→ What to produce: Please write out the records exactly.
========================================================================
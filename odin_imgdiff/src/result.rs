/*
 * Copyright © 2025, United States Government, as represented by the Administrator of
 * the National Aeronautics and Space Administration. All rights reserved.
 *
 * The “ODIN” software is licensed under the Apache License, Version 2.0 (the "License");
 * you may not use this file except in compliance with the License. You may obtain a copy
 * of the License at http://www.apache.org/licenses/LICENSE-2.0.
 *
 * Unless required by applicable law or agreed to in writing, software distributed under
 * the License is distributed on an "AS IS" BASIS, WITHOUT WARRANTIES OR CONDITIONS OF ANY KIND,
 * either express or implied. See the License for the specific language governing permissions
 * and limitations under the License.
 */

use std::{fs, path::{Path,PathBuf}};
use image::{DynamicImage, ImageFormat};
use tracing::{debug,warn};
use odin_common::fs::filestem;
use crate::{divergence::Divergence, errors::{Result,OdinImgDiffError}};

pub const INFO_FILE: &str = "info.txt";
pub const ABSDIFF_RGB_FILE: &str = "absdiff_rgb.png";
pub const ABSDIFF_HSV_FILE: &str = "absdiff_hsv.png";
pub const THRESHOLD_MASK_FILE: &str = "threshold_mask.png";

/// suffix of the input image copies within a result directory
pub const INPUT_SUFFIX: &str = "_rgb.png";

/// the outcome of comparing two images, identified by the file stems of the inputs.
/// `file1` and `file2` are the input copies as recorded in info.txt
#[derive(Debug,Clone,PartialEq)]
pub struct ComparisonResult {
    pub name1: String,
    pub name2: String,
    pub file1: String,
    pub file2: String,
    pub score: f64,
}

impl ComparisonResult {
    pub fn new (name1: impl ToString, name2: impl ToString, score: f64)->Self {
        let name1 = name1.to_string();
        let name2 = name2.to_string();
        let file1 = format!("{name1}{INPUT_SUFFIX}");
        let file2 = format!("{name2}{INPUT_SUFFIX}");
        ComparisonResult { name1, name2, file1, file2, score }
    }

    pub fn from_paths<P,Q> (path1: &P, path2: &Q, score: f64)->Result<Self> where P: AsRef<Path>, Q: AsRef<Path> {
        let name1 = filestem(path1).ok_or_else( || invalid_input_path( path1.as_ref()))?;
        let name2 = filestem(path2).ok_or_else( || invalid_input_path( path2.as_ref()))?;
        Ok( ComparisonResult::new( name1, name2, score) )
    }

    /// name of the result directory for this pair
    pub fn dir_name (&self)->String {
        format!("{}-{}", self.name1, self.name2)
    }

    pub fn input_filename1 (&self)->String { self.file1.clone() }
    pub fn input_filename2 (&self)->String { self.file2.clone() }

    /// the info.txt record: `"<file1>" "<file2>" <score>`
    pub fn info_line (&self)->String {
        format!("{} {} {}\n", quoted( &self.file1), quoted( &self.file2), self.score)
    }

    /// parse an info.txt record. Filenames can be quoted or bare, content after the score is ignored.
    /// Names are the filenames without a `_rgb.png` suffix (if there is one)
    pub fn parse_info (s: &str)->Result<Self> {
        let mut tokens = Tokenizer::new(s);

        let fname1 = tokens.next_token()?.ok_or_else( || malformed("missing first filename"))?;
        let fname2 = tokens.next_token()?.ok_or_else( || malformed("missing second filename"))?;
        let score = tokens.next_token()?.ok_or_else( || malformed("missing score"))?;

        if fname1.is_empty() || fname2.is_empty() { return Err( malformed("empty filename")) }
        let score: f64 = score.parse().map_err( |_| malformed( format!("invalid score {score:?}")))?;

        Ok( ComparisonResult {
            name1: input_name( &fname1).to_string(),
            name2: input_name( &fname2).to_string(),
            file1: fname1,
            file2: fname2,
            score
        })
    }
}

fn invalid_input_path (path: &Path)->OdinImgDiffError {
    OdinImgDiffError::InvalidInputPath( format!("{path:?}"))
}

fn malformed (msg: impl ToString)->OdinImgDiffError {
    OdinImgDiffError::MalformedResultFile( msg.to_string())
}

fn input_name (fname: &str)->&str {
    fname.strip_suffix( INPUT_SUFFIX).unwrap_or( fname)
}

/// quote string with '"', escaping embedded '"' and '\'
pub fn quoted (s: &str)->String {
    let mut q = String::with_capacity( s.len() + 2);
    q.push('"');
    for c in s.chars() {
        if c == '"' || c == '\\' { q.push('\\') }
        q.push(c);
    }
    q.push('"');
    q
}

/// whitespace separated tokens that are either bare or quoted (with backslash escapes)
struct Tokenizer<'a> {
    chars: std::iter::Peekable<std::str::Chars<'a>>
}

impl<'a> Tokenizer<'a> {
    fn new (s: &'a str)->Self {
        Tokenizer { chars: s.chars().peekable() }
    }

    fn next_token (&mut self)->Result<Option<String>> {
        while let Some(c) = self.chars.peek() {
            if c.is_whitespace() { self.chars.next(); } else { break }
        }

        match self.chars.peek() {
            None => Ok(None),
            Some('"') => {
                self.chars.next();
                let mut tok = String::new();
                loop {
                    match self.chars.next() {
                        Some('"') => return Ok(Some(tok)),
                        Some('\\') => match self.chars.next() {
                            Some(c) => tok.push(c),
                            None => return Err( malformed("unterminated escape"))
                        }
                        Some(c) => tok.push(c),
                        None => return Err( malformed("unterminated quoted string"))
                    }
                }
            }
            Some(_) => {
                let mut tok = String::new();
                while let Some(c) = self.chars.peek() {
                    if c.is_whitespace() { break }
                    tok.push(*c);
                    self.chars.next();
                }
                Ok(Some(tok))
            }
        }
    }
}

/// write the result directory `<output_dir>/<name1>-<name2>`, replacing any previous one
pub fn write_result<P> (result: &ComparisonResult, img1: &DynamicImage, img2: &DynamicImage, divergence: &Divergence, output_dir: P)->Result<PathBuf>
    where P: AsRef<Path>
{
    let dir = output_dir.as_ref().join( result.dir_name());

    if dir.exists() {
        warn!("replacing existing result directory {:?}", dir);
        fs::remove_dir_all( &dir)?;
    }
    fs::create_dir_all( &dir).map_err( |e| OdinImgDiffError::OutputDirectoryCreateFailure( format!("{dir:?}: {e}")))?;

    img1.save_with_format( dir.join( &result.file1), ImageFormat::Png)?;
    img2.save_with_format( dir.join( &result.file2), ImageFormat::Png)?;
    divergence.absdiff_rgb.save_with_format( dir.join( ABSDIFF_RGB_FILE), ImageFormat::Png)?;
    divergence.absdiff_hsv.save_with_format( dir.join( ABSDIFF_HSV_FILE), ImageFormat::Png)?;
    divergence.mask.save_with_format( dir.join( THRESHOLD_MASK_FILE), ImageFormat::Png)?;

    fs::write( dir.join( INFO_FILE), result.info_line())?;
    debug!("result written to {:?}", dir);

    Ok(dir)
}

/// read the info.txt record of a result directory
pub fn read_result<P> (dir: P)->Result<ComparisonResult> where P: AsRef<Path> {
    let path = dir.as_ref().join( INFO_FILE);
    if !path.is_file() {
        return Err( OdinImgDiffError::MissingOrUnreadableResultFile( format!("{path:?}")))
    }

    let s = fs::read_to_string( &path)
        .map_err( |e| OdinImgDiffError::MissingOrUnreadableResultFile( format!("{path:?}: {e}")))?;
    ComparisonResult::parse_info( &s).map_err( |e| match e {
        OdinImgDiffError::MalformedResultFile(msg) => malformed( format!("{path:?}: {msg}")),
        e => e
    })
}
========================================================================
→ Answer section:
filename odin_imgdiff/src/result.rs
/*
 * Copyright © 2025, United States Government, as represented by the Administrator of
 * the National Aeronautics and Space Administration. All rights reserved.
 *
 * The “ODIN” software is licensed under the Apache License, Version 2.0 (the "License");
 * you may not use this file except in compliance with the License. You may obtain a copy
 * of the License at http://www.apache.org/licenses/LICENSE-2.0.
 *
 * Unless required by applicable law or agreed to in writing, software distributed under
 * the License is distributed on an "AS IS" BASIS, WITHOUT WARRANTIES OR CONDITIONS OF ANY KIND,
 * either express or implied. See the License for the specific language governing permissions
 * and limitations under the License.
 */

use std::{fs, path::{Path,PathBuf}};
use image::{DynamicImage, ImageFormat};
use tracing::{debug,warn};
use odin_common::fs::filestem;
use crate::{divergence::Divergence, errors::{Result,OdinImgDiffError}};

pub const INFO_FILE: &str = "info.txt";
pub const ABSDIFF_RGB_FILE: &str = "absdiff_rgb.png";
pub const ABSDIFF_HSV_FILE: &str = "absdiff_hsv.png";
pub const THRESHOLD_MASK_FILE: &str = "threshold_mask.png";

/// suffix of the input image copies within a result directory
pub const INPUT_SUFFIX: &str = "_rgb.png";

/// the outcome of comparing two images, identified by the file stems of the inputs.
/// `file1` and `file2` are the input copies as recorded in info.txt
#[derive(Debug,Clone,PartialEq)]
pub struct ComparisonResult {
    pub name1: String,
    pub name2: String,
    pub file1: String,
    pub file2: String,
    pub score: f64,
}

impl ComparisonResult {
    pub fn new (name1: impl ToString, name2: impl ToString, score: f64)->Self {
        let name1 = name1.to_string();
        let name2 = name2.to_string();
        let file1 = format!("{name1}{INPUT_SUFFIX}");
        let file2 = format!("{name2}{INPUT_SUFFIX}");
        ComparisonResult { name1, name2, file1, file2, score }
    }

    pub fn from_paths<P,Q> (path1: &P, path2: &Q, score: f64)->Result<Self> where P: AsRef<Path>, Q: AsRef<Path> {
        let name1 = filestem(path1).ok_or_else( || invalid_input_path( path1.as_ref()))?;
        let name2 = filestem(path2).ok_or_else( || invalid_input_path( path2.as_ref()))?;
        Ok( ComparisonResult::new( name1, name2, score) )
    }

    /// name of the result directory for this pair
    pub fn dir_name (&self)->String {
        format!("{}-{}", self.name1, self.name2)
    }

    pub fn input_filename1 (&self)->String { self.file1.clone() }
    pub fn input_filename2 (&self)->String { self.file2.clone() }

    /// the info.txt record: `"<file1>" "<file2>" <score>`
    pub fn info_line (&self)->String {
        format!("{} {} {}\n", quoted( &self.file1), quoted( &self.file2), self.score)
    }

    /// parse an info.txt record. Filenames can be quoted or bare, content after the score is ignored.
    /// Names are the filenames without a `_rgb.png` suffix (if there is one)
    pub fn parse_info (s: &str)->Result<Self> {
        let mut tokens = Tokenizer::new(s);

        let fname1 = tokens.next_token()?.ok_or_else( || malformed("missing first filename"))?;
        let fname2 = tokens.next_token()?.ok_or_else( || malformed("missing second filename"))?;
        let score = tokens.next_token()?.ok_or_else( || malformed("missing score"))?;

        if fname1.is_empty() || fname2.is_empty() { return Err( malformed("empty filename")) }
        let score: f64 = score.parse().map_err( |_| malformed( format!("invalid score {score:?}")))?;

        Ok( ComparisonResult {
            name1: input_name( &fname1).to_string(),
            name2: input_name( &fname2).to_string(),
            file1: fname1,
            file2: fname2,
            score
        })
    }
}

fn invalid_input_path (path: &Path)->OdinImgDiffError {
    OdinImgDiffError::InvalidInputPath( format!("{path:?}"))
}

fn malformed (msg: impl ToString)->OdinImgDiffError {
    OdinImgDiffError::MalformedResultFile( msg.to_string())
}

fn input_name (fname: &str)->&str {
    fname.strip_suffix( INPUT_SUFFIX).unwrap_or( fname)
}

/// quote string with '"', escaping embedded '"' and '\'
pub fn quoted (s: &str)->String {
    let mut q = String::with_capacity( s.len() + 2);
    q.push('"');
    for c in s.chars() {
        if c == '"' || c == '\\' { q.push('\\') }
        q.push(c);
    }
    q.push('"');
    q
}

/// whitespace separated tokens that are either bare or quoted (with backslash escapes)
struct Tokenizer<'a> {
    chars: std::iter::Peekable<std::str::Chars<'a>>
}

impl<'a> Tokenizer<'a> {
    fn new (s: &'a str)->Self {
        Tokenizer { chars: s.chars().peekable() }
    }

    fn next_token (&mut self)->Result<Option<String>> {
        while let Some(c) = self.chars.peek() {
            if c.is_whitespace() { self.chars.next(); } else { break }
        }

        match self.chars.peek() {
            None => Ok(None),
            Some('"') => {
                self.chars.next();
                let mut tok = String::new();
                loop {
                    match self.chars.next() {
                        Some('"') => return Ok(Some(tok)),
                        Some('\\') => match self.chars.next() {
                            Some(c) => tok.push(c),
                            None => return Err( malformed("unterminated escape"))
                        }
                        Some(c) => tok.push(c),
                        None => return Err( malformed("unterminated quoted string"))
                    }
                }
            }
            Some(_) => {
                let mut tok = String::new();
                while let Some(c) = self.chars.peek() {
                    if c.is_whitespace() { break }
                    tok.push(*c);
                    self.chars.next();
                }
                Ok(Some(tok))
            }
        }
    }
}

/// write the result directory `<output_dir>/<name1>-<name2>`, replacing any previous one
pub fn write_result<P> (result: &ComparisonResult, img1: &DynamicImage, img2: &DynamicImage, divergence: &Divergence, output_dir: P)->Result<PathBuf>
    where P: AsRef<Path>
{
    let dir = output_dir.as_ref().join( result.dir_name());

    if dir.exists() {
        warn!("replacing existing result directory {:?}", dir);
        fs::remove_dir_all( &dir)?;
    }
    fs::create_dir_all( &dir).map_err( |e| OdinImgDiffError::OutputDirectoryCreateFailure( format!("{dir:?}: {e}")))?;

    img1.save_with_format( dir.join( &result.file1), ImageFormat::Png)?;
    img2.save_with_format( dir.join( &result.file2), ImageFormat::Png)?;
    divergence.absdiff_rgb.save_with_format( dir.join( ABSDIFF_RGB_FILE), ImageFormat::Png)?;
    divergence.absdiff_hsv.save_with_format( dir.join( ABSDIFF_HSV_FILE), ImageFormat::Png)?;
    divergence.mask.save_with_format( dir.join( THRESHOLD_MASK_FILE), ImageFormat::Png)?;

    fs::write( dir.join( INFO_FILE), result.info_line())?;
    debug!("result written to {:?}", dir);

    Ok(dir)
}

/// read the info.txt record of a result directory
pub fn read_result<P> (dir: P)->Result<ComparisonResult> where P: AsRef<Path> {
    let path = dir.as_ref().join( INFO_FILE);
    if !path.is_file() {
        return Err( OdinImgDiffError::MissingOrUnreadableResultFile( format!("{path:?}")))
    }

    let s = fs::read_to_string( &path)
        .map_err( |e| OdinImgDiffError::MissingOrUnreadableResultFile( format!("{path:?}: {e}")))?;
    ComparisonResult::parse_info( &s).map_err( |e| match e {
        OdinImgDiffError::MalformedResultFile(msg) => malformed( format!("{path:?}: {msg}")),
        e => e
    })
}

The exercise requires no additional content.